Re: [PATCH 0/8] Various io_uring micro-optimizations (reducing lock contention)
From: Jens Axboe
Date: Sat Feb 01 2025 - 10:26:14 EST
On 1/31/25 9:13 AM, Jens Axboe wrote:
> On 1/29/25 11:01 AM, Max Kellermann wrote:
>> On Wed, Jan 29, 2025 at 6:45?PM Jens Axboe <axboe@xxxxxxxxx> wrote:
>>> Why are you combining it with epoll in the first place? It's a lot more
>>> efficient to wait on a/multiple events in io_uring_enter() rather than
>>> go back to a serialize one-event-per-notification by using epoll to wait
>>> on completions on the io_uring side.
>>
>> Yes, I wish I could do that, but that works only if everything is
>> io_uring - all or nothing. Most of the code is built around an
>> epoll-based loop and will not be ported to io_uring so quickly.
>>
>> Maybe what's missing is epoll_wait as io_uring opcode. Then I could
>> wrap it the other way. Or am I supposed to use io_uring
>> poll_add_multishot for that?
>
> Not a huge fan of adding more epoll logic to io_uring, but you are right
> this case may indeed make sense as it allows you to integrate better
> that way in existing event loops. I'll take a look.
Here's a series doing that:
https://git.kernel.dk/cgit/linux/log/?h=io_uring-epoll-wait
Could actually work pretty well - the last patch adds multishot support
as well, which means we can avoid the write lock dance for repeated
triggers of this epoll event.
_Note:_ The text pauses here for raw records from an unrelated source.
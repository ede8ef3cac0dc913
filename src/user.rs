//! Signed-in user's progress, history and dashboard analytics.

use futures::future;

use crate::api::Backend;
use crate::error::Outcome;
use crate::types::*;

#[derive(Clone, Debug, Default, PartialEq)]
pub struct UserState {
    pub progress: UserProgress,
    pub history: Vec<PracticeHistoryEntry>,
    pub points_audit: Vec<PointsAuditEntry>,
    pub calendar: Vec<CalendarDay>,
    pub analytics: DashboardAnalytics,
    pub recent_activity: Vec<RecentActivity>,
    pub auto_refresh: bool,
    pub offline: bool,
    pub last_refreshed: Option<i64>,
}

#[derive(Clone, Debug, Default, PartialEq)]
pub struct DashboardSnapshot {
    pub analytics: DashboardAnalytics,
    pub recent_activity: Vec<RecentActivity>,
}

impl UserState {
    pub fn apply_dashboard(&mut self, outcome: Outcome<DashboardSnapshot>, now: i64) {
        self.offline = outcome.is_degraded();
        if let Some(snapshot) = outcome.into_value() {
            self.analytics = snapshot.analytics;
            self.recent_activity = snapshot.recent_activity;
            self.last_refreshed = Some(now);
        }
    }

    pub fn apply_progress(&mut self, outcome: Outcome<UserProgress>) {
        if let Some(progress) = outcome.into_value() {
            self.progress = progress;
        }
    }

    pub fn practiced_days(&self) -> usize {
        self.calendar.iter().filter(|d| d.practiced).count()
    }

    /// Net points from the audit trail, including deductions.
    pub fn audited_points(&self) -> i64 {
        self.points_audit.iter().map(|e| e.points as i64).sum()
    }
}

/// Analytics and recent activity fetched together. Either failing yields
/// defaults for that half and marks the snapshot degraded.
pub async fn refresh_dashboard<B: Backend>(backend: &B, user_id: &str) -> Outcome<DashboardSnapshot> {
    let (analytics, activity) = future::join(
        backend.fetch_dashboard_analytics(user_id),
        backend.fetch_recent_activity(user_id),
    )
    .await;

    let degraded = analytics.is_err() || activity.is_err();
    if let Err(e) = analytics.as_ref().and(activity.as_ref()) {
        tracing::warn!("dashboard refresh incomplete: {}", e);
    }
    let snapshot = DashboardSnapshot {
        analytics: analytics.unwrap_or_default(),
        recent_activity: activity.unwrap_or_default(),
    };
    if degraded {
        Outcome::Degraded(snapshot)
    } else {
        Outcome::Live(snapshot)
    }
}

pub async fn fetch_progress<B: Backend>(backend: &B, user_id: &str) -> Outcome<UserProgress> {
    Outcome::or_degraded(backend.fetch_progress(user_id).await, UserProgress::default)
}

pub async fn fetch_history<B: Backend>(backend: &B, user_id: &str) -> Outcome<Vec<PracticeHistoryEntry>> {
    Outcome::or_degraded(backend.fetch_practice_history(user_id).await, Vec::new)
}

pub async fn fetch_points_audit<B: Backend>(backend: &B, user_id: &str) -> Outcome<Vec<PointsAuditEntry>> {
    Outcome::or_degraded(backend.fetch_points_audit(user_id).await, Vec::new)
}

/// `month` is `YYYY-MM`.
pub async fn fetch_calendar<B: Backend>(backend: &B, user_id: &str, month: &str) -> Outcome<Vec<CalendarDay>> {
    Outcome::or_degraded(backend.fetch_calendar(user_id, month).await, Vec::new)
}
That should actually end up being more
efficient than regular epoll_wait(2).
Wrote a basic test cases to exercise it, and it seems to work fine for
me, but obviously not super well tested just yet. Below is the liburing
diff, just adds the helper to prepare one of these epoll wait requests.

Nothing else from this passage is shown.